Using an absurd accent that comes and goes, Ian Holm plays Argentine shrink Dr. Ernesto Morales. The impish analyst dispenses maddeningly provocative advice to Jacob Singer (Chris Eigeman), a clever neurotic who teaches English at an all-boys prep school in Manhattan. Jacob can't get over his newly engaged ex-girlfriend, yet things start looking up when he's seduced by a fetching widow (Famke Janssen) with a son at the school.

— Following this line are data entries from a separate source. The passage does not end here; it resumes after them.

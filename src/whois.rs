use std::time::Duration;

use async_trait::async_trait;
use once_cell::sync::Lazy;
use regex::Regex;
use tokio::io::{AsyncReadExt, AsyncWriteExt};
use tokio::net::TcpStream;
use tokio::time::timeout;

use crate::config::NetworkConfig;
use crate::domain_utils::top_level_label;
use crate::errors::{LookupError, LookupResult};

/// WHOIS TCP port.
const WHOIS_PORT: u16 = 43;

static RE_REFER: Lazy<Regex> =
    Lazy::new(|| Regex::new(r"(?im)^\s*(?:refer|whois):\s*([A-Z0-9._\-]+)\s*$").unwrap());
static RE_REGISTRAR_SERVER: Lazy<Regex> = Lazy::new(|| {
    Regex::new(r"(?im)^\s*Registrar WHOIS Server:\s*(?:whois://)?([A-Z0-9._\-]+)\s*$").unwrap()
});
static RE_REGISTRAR: Lazy<Regex> = Lazy::new(|| {
    Regex::new(r"(?im)^\s*(?:registrar|sponsoring registrar|registrar name)\s*:[ \t]*(\S.*?)\s*$")
        .unwrap()
});
static RE_COUNTRY: Lazy<Regex> = Lazy::new(|| {
    Regex::new(r"(?im)^\s*(?:registrant country|country)\s*:[ \t]*(\S.*?)\s*$").unwrap()
});

/// Fields pulled out of WHOIS responses for one domain.
#[derive(Debug, Clone, Default, PartialEq)]
pub struct WhoisRecord {
    pub registrar: Option<String>,
    pub country: Option<String>,
    /// Last server that answered
    pub server: Option<String>,
}

impl WhoisRecord {
    /// Parse one raw response.
    pub fn parse(response: &str) -> Self {
        WhoisRecord {
            registrar: first_capture(&RE_REGISTRAR, response),
            country: first_capture(&RE_COUNTRY, response),
            server: None,
        }
    }

    /// Keep our values, fill gaps from `other`.
    fn merge(self, other: WhoisRecord) -> Self {
        WhoisRecord {
            registrar: self.registrar.or(other.registrar),
            country: self.country.or(other.country),
            server: self.server.or(other.server),
        }
    }
}

/// Registrar / country lookup for a registrable domain.
#[async_trait]
pub trait WhoisLookup: Send + Sync {
    async fn lookup(&self, domain: &str) -> LookupResult<WhoisRecord>;
}

/// Plain TCP/43 client: IANA bootstrap → TLD registry → registrar referral.
pub struct TcpWhois {
    bootstrap_server: String,
    timeout: Duration,
}

impl TcpWhois {
    pub fn new(config: &NetworkConfig) -> Self {
        Self {
            bootstrap_server: config.whois_server.clone(),
            timeout: config.whois_timeout,
        }
    }

    /// Ask the bootstrap server which registry serves `tld`.
    async fn registry_for(&self, tld: &str) -> LookupResult<String> {
        let resp = simple_whois(&self.bootstrap_server, tld, self.timeout).await?;
        first_capture(&RE_REFER, &resp)
            .map(|s| s.to_ascii_lowercase())
            .ok_or_else(|| LookupError::WhoisUnavailable {
                query: tld.to_string(),
            })
    }
}

#[async_trait]
impl WhoisLookup for TcpWhois {
    async fn lookup(&self, domain: &str) -> LookupResult<WhoisRecord> {
        let tld = top_level_label(domain).ok_or_else(|| LookupError::WhoisUnavailable {
            query: domain.to_string(),
        })?;

        let registry = self.registry_for(tld).await?;
        tracing::debug!("WHOIS {domain} via {registry}");

        let resp = simple_whois(&registry, domain, self.timeout).await?;
        let mut record = WhoisRecord::parse(&resp);
        record.server = Some(registry.clone());

        // Thin registries (.com/.net) only point at the registrar's server.
        if let Some(next) = first_capture(&RE_REGISTRAR_SERVER, &resp)
            .map(|s| s.to_ascii_lowercase())
            && next != registry
        {
            tracing::debug!("WHOIS referral {registry} -> {next}");
            match simple_whois(&next, domain, self.timeout).await {
                Ok(detail) => {
                    let mut detailed = WhoisRecord::parse(&detail);
                    detailed.server = Some(next);
                    record = detailed.merge(record);
                }
                Err(e) => tracing::warn!("WHOIS referral failed: {e}"),
            }
        }

        Ok(record)
    }
}

/// Perform a basic WHOIS query (over TCP 43) with a timeout.
///
/// Returns the raw textual response.
pub async fn simple_whois(server: &str, query: &str, to: Duration) -> LookupResult<String> {
    let mut stream = match timeout(to, TcpStream::connect((server, WHOIS_PORT))).await {
        Ok(Ok(s)) => s,
        Ok(Err(e)) => {
            return Err(LookupError::whois_query(
                server,
                query,
                format!("connect error: {e}"),
            ));
        }
        Err(_) => return Err(LookupError::whois_query(server, query, "connect timeout")),
    };

    // Canonical WHOIS: "<query>\r\n"
    let line = format!("{query}\r\n");
    match timeout(to, stream.write_all(line.as_bytes())).await {
        Ok(Ok(())) => {}
        Ok(Err(e)) => return Err(LookupError::whois_query(server, query, e.to_string())),
        Err(_) => return Err(LookupError::whois_query(server, query, "write timeout")),
    }

    let mut buf = Vec::new();
    match timeout(to, stream.read_to_end(&mut buf)).await {
        Ok(Ok(_)) => {}
        Ok(Err(e)) => return Err(LookupError::whois_query(server, query, e.to_string())),
        Err(_) => return Err(LookupError::whois_query(server, query, "read timeout")),
    }

    Ok(String::from_utf8_lossy(&buf).into_owned())
}

fn first_capture(re: &Regex, text: &str) -> Option<String> {
    re.captures_iter(text)
        .filter_map(|c| c.get(1).map(|m| m.as_str().trim().to_string()))
        .find(|s| !s.is_empty())
}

Destined to wander the celluloid universe as a refugee from a Whit Stillman movie, Eigeman's WASP-y Woody Allen persona is well-honed if irritatingly dyspeptic. You sympathize with the idealistic Jacob—his mom died when he was little, and he's good to his ailing dad (Harris Yulin)—but you also want to smack him upside the head, much the way Morales administers verbal lashings. Aside from a few dry zingers, Eigeman has to play it straight opposite Holm's foil, the rare Freudian who actually gives pointed advice. Morales appears to Jacob at crucial moments outside the office, commenting on his lovemaking, for example, and generally prodding him to stop dithering and take control of his life—consequences be damned!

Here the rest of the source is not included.